In the listing below, the answer starts at the line that has "farm_id, year: harvest.year" and stops after the line that has "harvests: self"; please repeat that part exactly and nothing more.
-------- EXCERPTED DATA --------
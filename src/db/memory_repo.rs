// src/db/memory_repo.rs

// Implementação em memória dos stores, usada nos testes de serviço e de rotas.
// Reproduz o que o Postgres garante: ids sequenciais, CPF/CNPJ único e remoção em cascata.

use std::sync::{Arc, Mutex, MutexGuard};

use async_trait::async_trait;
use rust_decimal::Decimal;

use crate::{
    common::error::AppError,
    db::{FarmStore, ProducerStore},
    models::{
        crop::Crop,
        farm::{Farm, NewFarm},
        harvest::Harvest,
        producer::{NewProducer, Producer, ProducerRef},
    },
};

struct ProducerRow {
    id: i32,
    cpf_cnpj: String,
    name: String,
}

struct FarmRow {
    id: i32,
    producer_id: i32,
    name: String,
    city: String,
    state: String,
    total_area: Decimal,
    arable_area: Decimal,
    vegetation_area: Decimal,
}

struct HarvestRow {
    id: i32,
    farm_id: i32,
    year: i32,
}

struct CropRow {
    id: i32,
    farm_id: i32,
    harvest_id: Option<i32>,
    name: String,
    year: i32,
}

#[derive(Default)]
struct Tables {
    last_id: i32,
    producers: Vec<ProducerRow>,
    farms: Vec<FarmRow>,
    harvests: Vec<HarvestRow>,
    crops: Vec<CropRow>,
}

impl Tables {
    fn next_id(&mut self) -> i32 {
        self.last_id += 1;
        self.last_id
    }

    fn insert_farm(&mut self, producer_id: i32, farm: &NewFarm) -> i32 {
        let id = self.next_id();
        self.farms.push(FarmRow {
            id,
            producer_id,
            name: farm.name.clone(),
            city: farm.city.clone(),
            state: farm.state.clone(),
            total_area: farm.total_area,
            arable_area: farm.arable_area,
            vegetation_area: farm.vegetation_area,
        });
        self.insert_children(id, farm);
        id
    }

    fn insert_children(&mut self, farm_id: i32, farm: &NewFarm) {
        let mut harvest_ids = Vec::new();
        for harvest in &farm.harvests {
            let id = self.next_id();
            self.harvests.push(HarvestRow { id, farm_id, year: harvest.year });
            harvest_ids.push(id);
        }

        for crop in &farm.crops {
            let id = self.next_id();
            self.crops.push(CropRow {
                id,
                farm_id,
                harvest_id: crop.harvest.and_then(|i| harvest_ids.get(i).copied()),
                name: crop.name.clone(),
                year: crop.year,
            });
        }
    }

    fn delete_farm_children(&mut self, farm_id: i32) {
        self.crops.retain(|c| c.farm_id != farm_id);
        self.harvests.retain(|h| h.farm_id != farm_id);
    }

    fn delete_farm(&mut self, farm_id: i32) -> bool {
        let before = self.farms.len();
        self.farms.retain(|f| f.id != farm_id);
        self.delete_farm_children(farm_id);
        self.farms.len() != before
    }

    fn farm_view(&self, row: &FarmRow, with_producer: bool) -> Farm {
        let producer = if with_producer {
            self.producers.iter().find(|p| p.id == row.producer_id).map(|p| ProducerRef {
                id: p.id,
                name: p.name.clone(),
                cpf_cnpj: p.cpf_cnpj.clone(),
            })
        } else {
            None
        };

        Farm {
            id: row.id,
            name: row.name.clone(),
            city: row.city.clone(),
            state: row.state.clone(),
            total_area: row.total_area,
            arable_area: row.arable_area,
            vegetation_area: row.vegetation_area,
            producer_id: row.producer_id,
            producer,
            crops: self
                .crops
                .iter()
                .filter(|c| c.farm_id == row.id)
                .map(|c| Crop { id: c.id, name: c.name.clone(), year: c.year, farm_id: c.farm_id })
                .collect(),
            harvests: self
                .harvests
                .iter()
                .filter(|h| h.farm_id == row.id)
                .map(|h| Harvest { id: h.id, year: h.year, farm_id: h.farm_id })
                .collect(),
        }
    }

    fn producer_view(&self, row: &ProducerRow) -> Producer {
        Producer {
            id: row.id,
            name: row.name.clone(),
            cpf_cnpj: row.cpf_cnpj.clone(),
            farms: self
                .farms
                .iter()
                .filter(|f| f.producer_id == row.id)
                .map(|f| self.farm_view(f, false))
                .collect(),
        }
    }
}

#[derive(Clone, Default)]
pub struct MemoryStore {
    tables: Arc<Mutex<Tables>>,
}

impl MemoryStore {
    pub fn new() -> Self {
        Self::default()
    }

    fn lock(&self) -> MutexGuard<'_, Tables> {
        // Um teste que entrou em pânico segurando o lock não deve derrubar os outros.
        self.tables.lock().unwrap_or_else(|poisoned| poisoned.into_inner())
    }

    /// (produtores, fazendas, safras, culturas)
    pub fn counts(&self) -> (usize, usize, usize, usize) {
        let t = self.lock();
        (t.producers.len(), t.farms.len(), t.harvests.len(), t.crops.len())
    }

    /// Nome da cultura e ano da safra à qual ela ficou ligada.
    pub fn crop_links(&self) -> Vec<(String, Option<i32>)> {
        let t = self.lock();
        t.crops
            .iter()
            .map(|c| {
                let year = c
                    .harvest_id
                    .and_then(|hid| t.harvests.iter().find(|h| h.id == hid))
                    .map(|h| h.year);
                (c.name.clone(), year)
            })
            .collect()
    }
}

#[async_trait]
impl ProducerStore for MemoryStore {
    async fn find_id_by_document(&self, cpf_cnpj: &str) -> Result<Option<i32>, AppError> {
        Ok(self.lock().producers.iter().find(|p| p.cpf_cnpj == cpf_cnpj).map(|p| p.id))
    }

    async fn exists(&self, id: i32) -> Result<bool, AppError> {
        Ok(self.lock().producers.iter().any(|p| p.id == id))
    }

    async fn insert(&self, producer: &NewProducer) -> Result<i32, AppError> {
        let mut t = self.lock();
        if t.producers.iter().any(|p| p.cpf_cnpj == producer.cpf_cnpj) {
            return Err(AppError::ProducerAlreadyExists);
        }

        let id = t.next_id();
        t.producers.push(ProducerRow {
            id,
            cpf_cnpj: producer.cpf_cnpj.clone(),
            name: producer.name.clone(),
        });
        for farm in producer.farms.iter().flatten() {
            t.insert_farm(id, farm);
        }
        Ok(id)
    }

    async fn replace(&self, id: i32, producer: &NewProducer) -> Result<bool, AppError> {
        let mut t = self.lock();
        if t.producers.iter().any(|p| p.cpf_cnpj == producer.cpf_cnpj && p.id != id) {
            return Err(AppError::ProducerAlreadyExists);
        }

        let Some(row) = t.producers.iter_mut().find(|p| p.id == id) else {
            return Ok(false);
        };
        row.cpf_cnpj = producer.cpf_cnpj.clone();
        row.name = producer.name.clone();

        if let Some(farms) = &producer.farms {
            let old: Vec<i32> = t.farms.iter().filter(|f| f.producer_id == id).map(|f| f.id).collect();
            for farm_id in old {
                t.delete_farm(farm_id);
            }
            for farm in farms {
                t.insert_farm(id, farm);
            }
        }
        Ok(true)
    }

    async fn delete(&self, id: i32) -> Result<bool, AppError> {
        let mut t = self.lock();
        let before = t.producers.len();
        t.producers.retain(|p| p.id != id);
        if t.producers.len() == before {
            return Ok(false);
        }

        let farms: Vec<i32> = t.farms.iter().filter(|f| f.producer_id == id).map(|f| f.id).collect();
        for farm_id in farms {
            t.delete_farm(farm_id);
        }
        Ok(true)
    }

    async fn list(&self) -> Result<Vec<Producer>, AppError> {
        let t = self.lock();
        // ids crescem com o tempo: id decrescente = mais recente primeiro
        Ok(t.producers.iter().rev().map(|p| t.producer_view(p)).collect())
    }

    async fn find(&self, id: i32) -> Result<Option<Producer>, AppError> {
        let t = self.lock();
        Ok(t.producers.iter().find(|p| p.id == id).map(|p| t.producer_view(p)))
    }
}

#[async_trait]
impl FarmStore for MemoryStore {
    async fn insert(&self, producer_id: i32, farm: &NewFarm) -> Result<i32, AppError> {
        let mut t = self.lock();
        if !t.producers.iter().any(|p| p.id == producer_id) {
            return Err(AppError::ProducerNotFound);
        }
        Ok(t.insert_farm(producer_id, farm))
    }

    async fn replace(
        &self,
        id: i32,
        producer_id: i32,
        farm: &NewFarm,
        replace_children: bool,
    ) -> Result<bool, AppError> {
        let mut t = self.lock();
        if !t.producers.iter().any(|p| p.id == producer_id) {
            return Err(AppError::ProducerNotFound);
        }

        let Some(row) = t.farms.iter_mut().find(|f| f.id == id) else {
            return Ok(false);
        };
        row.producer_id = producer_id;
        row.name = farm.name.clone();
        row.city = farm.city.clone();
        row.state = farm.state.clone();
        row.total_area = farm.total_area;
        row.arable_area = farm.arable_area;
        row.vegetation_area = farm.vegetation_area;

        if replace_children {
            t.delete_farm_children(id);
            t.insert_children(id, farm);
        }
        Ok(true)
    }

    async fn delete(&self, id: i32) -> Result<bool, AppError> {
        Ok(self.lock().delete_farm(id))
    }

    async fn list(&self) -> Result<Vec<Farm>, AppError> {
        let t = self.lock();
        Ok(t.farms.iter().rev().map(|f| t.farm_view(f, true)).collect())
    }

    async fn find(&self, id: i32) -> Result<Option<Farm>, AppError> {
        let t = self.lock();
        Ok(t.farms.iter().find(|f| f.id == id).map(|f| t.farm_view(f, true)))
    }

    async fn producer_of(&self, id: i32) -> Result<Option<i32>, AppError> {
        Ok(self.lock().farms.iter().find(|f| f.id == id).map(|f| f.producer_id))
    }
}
--------
### [FINAL ANSWER]
            self.harvests.push(HarvestRow { id, farm_id, year: harvest.year });
            harvest_ids.push(id);
        }

        for crop in &farm.crops {
            let id = self.next_id();
            self.crops.push(CropRow {
                id,
                farm_id,
                harvest_id: crop.harvest.and_then(|i| harvest_ids.get(i).copied()),
                name: crop.name.clone(),
                year: crop.year,
            });
        }
    }

    fn delete_farm_children(&mut self, farm_id: i32) {
        self.crops.retain(|c| c.farm_id != farm_id);
        self.harvests.retain(|h| h.farm_id != farm_id);
    }

    fn delete_farm(&mut self, farm_id: i32) -> bool {
        let before = self.farms.len();
        self.farms.retain(|f| f.id != farm_id);
        self.delete_farm_children(farm_id);
        self.farms.len() != before
    }

    fn farm_view(&self, row: &FarmRow, with_producer: bool) -> Farm {
        let producer = if with_producer {
            self.producers.iter().find(|p| p.id == row.producer_id).map(|p| ProducerRef {
                id: p.id,
                name: p.name.clone(),
                cpf_cnpj: p.cpf_cnpj.clone(),
            })
        } else {
            None
        };

        Farm {
            id: row.id,
            name: row.name.clone(),
            city: row.city.clone(),
            state: row.state.clone(),
            total_area: row.total_area,
            arable_area: row.arable_area,
            vegetation_area: row.vegetation_area,
            producer_id: row.producer_id,
            producer,
            crops: self
                .crops
                .iter()
                .filter(|c| c.farm_id == row.id)
                .map(|c| Crop { id: c.id, name: c.name.clone(), year: c.year, farm_id: c.farm_id })
                .collect(),
            harvests: self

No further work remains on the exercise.